(Dataset entries)
--

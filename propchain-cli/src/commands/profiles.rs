//! Command to evaluate profile expressions.
//!
//! With expressions, exits 0 when any of them matches and 1 otherwise.
//! Without, prints the active and default profile sets.

use crate::error::CliError;
use crate::utils::{build_environment, GlobalOptions};
use clap::Args;
use propchain::Profiles;

/// Evaluate profile expressions against the active profiles.
#[derive(Args)]
pub struct ProfilesCommand {
    /// Profile expressions such as "dev & !test"; any match succeeds
    #[arg(value_name = "EXPR")]
    pub expressions: Vec<String>,
}

impl ProfilesCommand {
    pub fn execute(self, global: &GlobalOptions) -> Result<(), CliError> {
        let env = build_environment(global)?;

        if self.expressions.is_empty() {
            println!("active: {}", env.active_profiles()?.join(","));
            println!("default: {}", env.default_profiles()?.join(","));
            return Ok(());
        }

        let profiles = Profiles::parse(&self.expressions)?;
        if env.accepts_profiles(&profiles)? {
            log::info!("profiles match: {profiles}");
            Ok(())
        } else {
            Err(CliError::SemanticFailure(format!(
                "profiles do not match: {profiles}"
            )))
        }
    }
}
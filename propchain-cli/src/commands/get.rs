//! Get command implementation.
//!
//! Resolves one property through the full chain, optionally converting it
//! to a given shape.

use crate::error::CliError;
use crate::utils::{build_environment, json_error, value_to_json, GlobalOptions};
use crate::commands::OutputFormat;
use clap::Args;
use propchain::{Shape, Value};
use std::io::Write;

/// Resolve a single property.
#[derive(Args)]
pub struct GetCommand {
    /// Property key, e.g. server.port
    #[arg(value_name = "KEY")]
    pub key: String,

    /// Convert the value before printing (string, integer, float, bool,
    /// duration, string-list, map)
    #[arg(long = "as", value_name = "SHAPE", value_parser = Shape::parse)]
    pub shape: Option<Shape>,

    /// Fail if the property is not defined
    #[arg(long)]
    pub required: bool,

    /// Output format
    #[arg(long, value_enum, default_value = "text", ignore_case = true)]
    pub format: OutputFormat,
}

impl GetCommand {
    /// Execute the get command.
    pub fn execute(self, global: &GlobalOptions) -> Result<(), CliError> {
        // 1. Build the environment
        let env = build_environment(global)?;

        // 2. Resolve
        let Some(raw) = env.get_value(&self.key)? else {
            if self.required {
                return Err(CliError::SemanticFailure(format!(
                    "required property '{}' not found",
                    self.key
                )));
            }
            log::info!("property '{}' is not defined", self.key);
            return Ok(());
        };

        // 3. Convert if requested
        let value = match self.shape {
            Some(shape) => env.conversion_service().convert(&raw, shape)?,
            None => raw,
        };

        // 4. Output
        let stdout = std::io::stdout();
        let mut handle = stdout.lock();
        match self.format {
            OutputFormat::Text => write_text(&mut handle, &value)?,
            OutputFormat::Json => {
                let json = serde_json::json!({
                    "key": self.key,
                    "value": value_to_json(&value),
                    "source": env.origin_of(&self.key),
                });
                serde_json::to_writer_pretty(&mut handle, &json).map_err(json_error)?;
                writeln!(handle)?;
            }
        }
        Ok(())
    }
}

/// Lists print one entry per line and maps one `key=value` per line.
fn write_text(out: &mut impl Write, value: &Value) -> Result<(), CliError> {
    match value {
        Value::List(items) => {
            for item in items {
                writeln!(out, "{item}")?;
            }
        }
        Value::Map(_) => {
            for (key, item) in value.flatten() {
                writeln!(out, "{key}={item}")?;
            }
        }
        other => writeln!(out, "{other}")?,
    }
    Ok(())
}
//! Command to expand placeholders in free text.

use crate::error::CliError;
use crate::utils::{build_environment, GlobalOptions};
use clap::Args;

/// Expand `#{...}` placeholders in TEXT against the configured sources.
#[derive(Args)]
pub struct ExpandCommand {
    /// Text containing placeholders
    #[arg(value_name = "TEXT")]
    pub text: String,
}

impl ExpandCommand {
    pub fn execute(self, global: &GlobalOptions) -> Result<(), CliError> {
        let env = build_environment(global)?;

        let expanded = if global.strict {
            env.expand_required(&self.text)?
        } else {
            env.expand(&self.text)?
        };

        println!("{expanded}");
        Ok(())
    }
}
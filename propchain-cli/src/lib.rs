//! Library exports for propchain-cli.
//!
//! The binary in `main.rs` is a thin wrapper around these modules; keeping
//! them in a library lets the unit tests reach the argument parsing and
//! environment construction directly.

pub mod cli;
pub mod commands;
pub mod error;
pub mod utils;

pub use cli::Cli;
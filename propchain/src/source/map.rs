//! In-memory map source.

use std::collections::BTreeMap;

use super::PropertySource;
use crate::value::Value;

/// A property source backed by an owned map.
///
/// # Examples
///
/// ```
/// use propchain::source::{MapSource, PropertySource};
///
/// let source = MapSource::new("overrides")
///     .with("app.name", "demo")
///     .with("app.debug", true);
///
/// assert_eq!(source.name(), "overrides");
/// assert_eq!(source.property_names().unwrap(), vec!["app.debug", "app.name"]);
/// ```
#[derive(Debug, Clone, Default)]
pub struct MapSource {
    name: String,
    entries: BTreeMap<String, Value>,
}

impl MapSource {
    /// Creates an empty map source.
    #[must_use]
    pub fn new(name: impl Into<String>) -> Self {
        Self {
            name: name.into(),
            entries: BTreeMap::new(),
        }
    }

    /// Creates a map source from existing entries.
    #[must_use]
    pub fn from_map(name: impl Into<String>, entries: BTreeMap<String, Value>) -> Self {
        Self {
            name: name.into(),
            entries,
        }
    }

    /// Adds an entry, builder style.
    #[must_use]
    pub fn with(mut self, key: impl Into<String>, value: impl Into<Value>) -> Self {
        self.entries.insert(key.into(), value.into());
        self
    }

    /// Adds or replaces an entry.
    pub fn insert(&mut self, key: impl Into<String>, value: impl Into<Value>) {
        self.entries.insert(key.into(), value.into());
    }

    /// Number of entries.
    #[must_use]
    pub fn len(&self) -> usize {
        self.entries.len()
    }

    /// Whether the source has no entries.
    #[must_use]
    pub fn is_empty(&self) -> bool {
        self.entries.is_empty()
    }
}

impl PropertySource for MapSource {
    fn name(&self) -> &str {
        &self.name
    }

    fn get_property(&self, key: &str) -> Option<Value> {
        self.entries.get(key).cloned()
    }

    fn contains_property(&self, key: &str) -> bool {
        self.entries.contains_key(key)
    }

    fn property_names(&self) -> Option<Vec<String>> {
        Some(self.entries.keys().cloned().collect())
    }
}

#[cfg(test)]
mod tests {
    use super::*;

    #[test]
    fn test_lookup() {
        let source = MapSource::new("m").with("a", "1");
        assert_eq!(source.get_property("a"), Some(Value::from("1")));
        assert_eq!(source.get_property("b"), None);
    }

    #[test]
    fn test_empty_value_is_still_contained() {
        let source = MapSource::new("m").with("blank", "");
        assert!(source.contains_property("blank"));
    }

    #[test]
    fn test_insert_replaces() {
        let mut source = MapSource::new("m").with("a", "1");
        source.insert("a", "2");
        assert_eq!(source.len(), 1);
        assert_eq!(source.get_property("a"), Some(Value::from("2")));
    }
}
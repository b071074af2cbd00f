//! Property sources.
//!
//! A property source is a named, read-only key/value lookup. The engine only
//! relies on the [`PropertySource`] contract; this module ships the concrete
//! kinds that callers usually need:
//!
//! - [`MapSource`]: an owned in-memory map
//! - [`SystemEnvironmentSource`]: process environment variables with relaxed
//!   name matching
//! - [`CommandLineSource`]: `--key=value` style arguments
//! - [`file`]: loaders turning YAML, JSON and env files into map sources

pub mod command_line;
pub mod file;
pub mod map;
pub mod system_env;

pub use command_line::CommandLineSource;
pub use map::MapSource;
pub use system_env::SystemEnvironmentSource;

use std::fmt;
use std::sync::Arc;

use crate::value::Value;

/// A named key/value lookup.
///
/// Lookups must be pure: calling [`get_property`](Self::get_property) twice
/// with the same key yields the same answer and has no side effects.
///
/// # Examples
///
/// ```
/// use propchain::source::{MapSource, PropertySource};
///
/// let source = MapSource::new("defaults").with("server.port", 8080_i64);
/// assert!(source.contains_property("server.port"));
/// assert_eq!(source.get_property("server.port").unwrap().to_string(), "8080");
/// ```
pub trait PropertySource: Send + Sync {
    /// The name identifying this source inside a chain.
    fn name(&self) -> &str;

    /// Looks up a single key.
    fn get_property(&self, key: &str) -> Option<Value>;

    /// Whether this source defines `key`.
    ///
    /// Overriding is only worthwhile when it is cheaper than a full lookup.
    fn contains_property(&self, key: &str) -> bool {
        self.get_property(key).is_some()
    }

    /// All keys, for sources that can enumerate them.
    fn property_names(&self) -> Option<Vec<String>> {
        None
    }
}

/// Shared handle to a source, as stored in a chain.
pub type SharedSource = Arc<dyn PropertySource>;

impl fmt::Debug for dyn PropertySource {
    fn fmt(&self, f: &mut fmt::Formatter<'_>) -> fmt::Result {
        f.debug_struct("PropertySource")
            .field("name", &self.name())
            .finish_non_exhaustive()
    }
}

--

* **Action item**: Locate the word "CommandLineSource" in the data above. Copy every line carrying it.

* **Worked solution**:
//! - [`CommandLineSource`]: `--key=value` style arguments
pub use command_line::CommandLineSource;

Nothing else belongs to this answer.